For me, this has been a year of blessings as well as struggle. Pope Francis challenges us to reconnect to our faith and to defend it, while acknowledging that we need to shake off our complacency and roll up our sleeves. The struggle to find my place in this call has been an experience I wouldn’t trade — as was my assignment to cover the conclave in the first place.

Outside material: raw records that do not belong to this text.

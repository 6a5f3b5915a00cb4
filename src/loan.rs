use rust_decimal::Decimal;
use serde::{Deserialize, Serialize};

use crate::decimal::{Money, Rate};
use crate::errors::{MortgageError, Result};

/// down payment mode
#[derive(Debug, Clone, Copy, PartialEq, Serialize, Deserialize)]
pub enum DownPayment {
    /// percentage of home price, 0-100
    Percentage(Decimal),
    /// absolute currency amount
    Amount(Money),
}

/// loan parameters for a single mortgage estimate
///
/// constructed directly or through [`LoanInputBuilder`]; immutable once
/// validated, all derived quantities are recomputed on demand
#[derive(Debug, Clone, PartialEq, Serialize, Deserialize)]
pub struct LoanInput {
    pub home_price: Money,
    /// advisory only; `None` or a non-positive value suppresses the
    /// cost-per-square-foot metric instead of failing validation
    pub square_footage: Option<Decimal>,
    pub down_payment: DownPayment,
    /// nominal annual rate (4.5% means 0.045)
    pub annual_rate: Rate,
    pub term_years: u32,
    /// recurring non-amortized monthly costs (HOA and similar)
    pub monthly_extra_fees: Money,
}

impl LoanInput {
    pub fn builder() -> LoanInputBuilder {
        LoanInputBuilder::new()
    }

    /// check every field up front; no arithmetic runs on rejected input
    pub fn validate(&self) -> Result<()> {
        if !self.home_price.is_positive() {
            return Err(MortgageError::NonPositiveHomePrice {
                price: self.home_price,
            });
        }

        if self.term_years == 0 {
            return Err(MortgageError::NonPositiveTerm {
                years: self.term_years,
            });
        }

        if !self.annual_rate.is_positive() {
            return Err(MortgageError::NonPositiveRate {
                rate: self.annual_rate,
            });
        }

        match self.down_payment {
            DownPayment::Percentage(pct) => {
                if pct < Decimal::ZERO || pct > Decimal::from(100) {
                    return Err(MortgageError::DownPaymentPercentageOutOfRange { percent: pct });
                }
            }
            DownPayment::Amount(amount) => {
                if amount.is_negative() {
                    return Err(MortgageError::NegativeDownPayment { amount });
                }
            }
        }

        if self.monthly_extra_fees.is_negative() {
            return Err(MortgageError::NegativeExtraFees {
                fees: self.monthly_extra_fees,
            });
        }

        Ok(())
    }

    /// down payment resolved to a currency amount
    pub fn actual_down_payment(&self) -> Money {
        match self.down_payment {
            DownPayment::Percentage(pct) => self.home_price.percentage(pct),
            DownPayment::Amount(amount) => amount,
        }
    }

    /// amount financed; may be zero or negative when the down payment
    /// covers the full price, which the engine treats as a degenerate
    /// case rather than an error
    pub fn loan_amount(&self) -> Money {
        self.home_price - self.actual_down_payment()
    }

    /// nominal monthly rate
    pub fn monthly_rate(&self) -> Rate {
        self.annual_rate.monthly()
    }

    pub fn number_of_payments(&self) -> u32 {
        self.term_years * 12
    }

    /// square footage filtered to positive values
    pub fn effective_square_footage(&self) -> Option<Decimal> {
        self.square_footage.filter(|sf| *sf > Decimal::ZERO)
    }

    /// same loan at a different term, for side-by-side comparison
    pub fn with_term(&self, term_years: u32) -> Self {
        Self {
            term_years,
            ..self.clone()
        }
    }
}

/// builder for [`LoanInput`]
#[derive(Debug, Clone, Default)]
pub struct LoanInputBuilder {
    home_price: Option<Money>,
    square_footage: Option<Decimal>,
    down_payment: Option<DownPayment>,
    annual_rate: Option<Rate>,
    term_years: Option<u32>,
    monthly_extra_fees: Option<Money>,
}

impl LoanInputBuilder {
    pub fn new() -> Self {
        Self::default()
    }

    pub fn home_price(mut self, price: Money) -> Self {
        self.home_price = Some(price);
        self
    }

    pub fn square_footage(mut self, sqft: Decimal) -> Self {
        self.square_footage = Some(sqft);
        self
    }

    pub fn down_payment_percent(mut self, pct: Decimal) -> Self {
        self.down_payment = Some(DownPayment::Percentage(pct));
        self
    }

    pub fn down_payment_amount(mut self, amount: Money) -> Self {
        self.down_payment = Some(DownPayment::Amount(amount));
        self
    }

    pub fn annual_rate(mut self, rate: Rate) -> Self {
        self.annual_rate = Some(rate);
        self
    }

    pub fn term_years(mut self, years: u32) -> Self {
        self.term_years = Some(years);
        self
    }

    pub fn monthly_extra_fees(mut self, fees: Money) -> Self {
        self.monthly_extra_fees = Some(fees);
        self
    }

    /// build and validate the input
    pub fn build(self) -> Result<LoanInput> {
        let input = LoanInput {
            home_price: self
                .home_price
                .ok_or(MortgageError::MissingField { field: "home_price" })?,
            square_footage: self.square_footage,
            down_payment: self
                .down_payment
                .ok_or(MortgageError::MissingField { field: "down_payment" })?,
            annual_rate: self
                .annual_rate
                .ok_or(MortgageError::MissingField { field: "annual_rate" })?,
            term_years: self
                .term_years
                .ok_or(MortgageError::MissingField { field: "term_years" })?,
            monthly_extra_fees: self.monthly_extra_fees.unwrap_or(Money::ZERO),
        };

        input.validate()?;
        Ok(input)
    }
}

While in Rome, I interviewed George Weigel, author of Evangelical Catholicism, and he has similar thoughts on today’s anniversary:

The pope knows that, amid the polymorphous perversities of postmodernity and the pain they cause, the Church attracts primarily by witness, not by argument. To those who imagine themselves beyond the reach of compassion, the Church offers the experience of the divine mercy. No one, the pope insists, is beyond the reach of God’s power to forgive. That experience of mercy, in turn, opens up its recipient to the truths the Church proposes: the truths the Church believes make for the human happiness that is being eroded by the idolatries of the age, especially the idolatry of the imperial autonomous Self. Mercy and truth are not antinomies, in the Catholic scheme of things. Mercy and truth are two entwined dimensions of God’s reach into history, and into individual lives.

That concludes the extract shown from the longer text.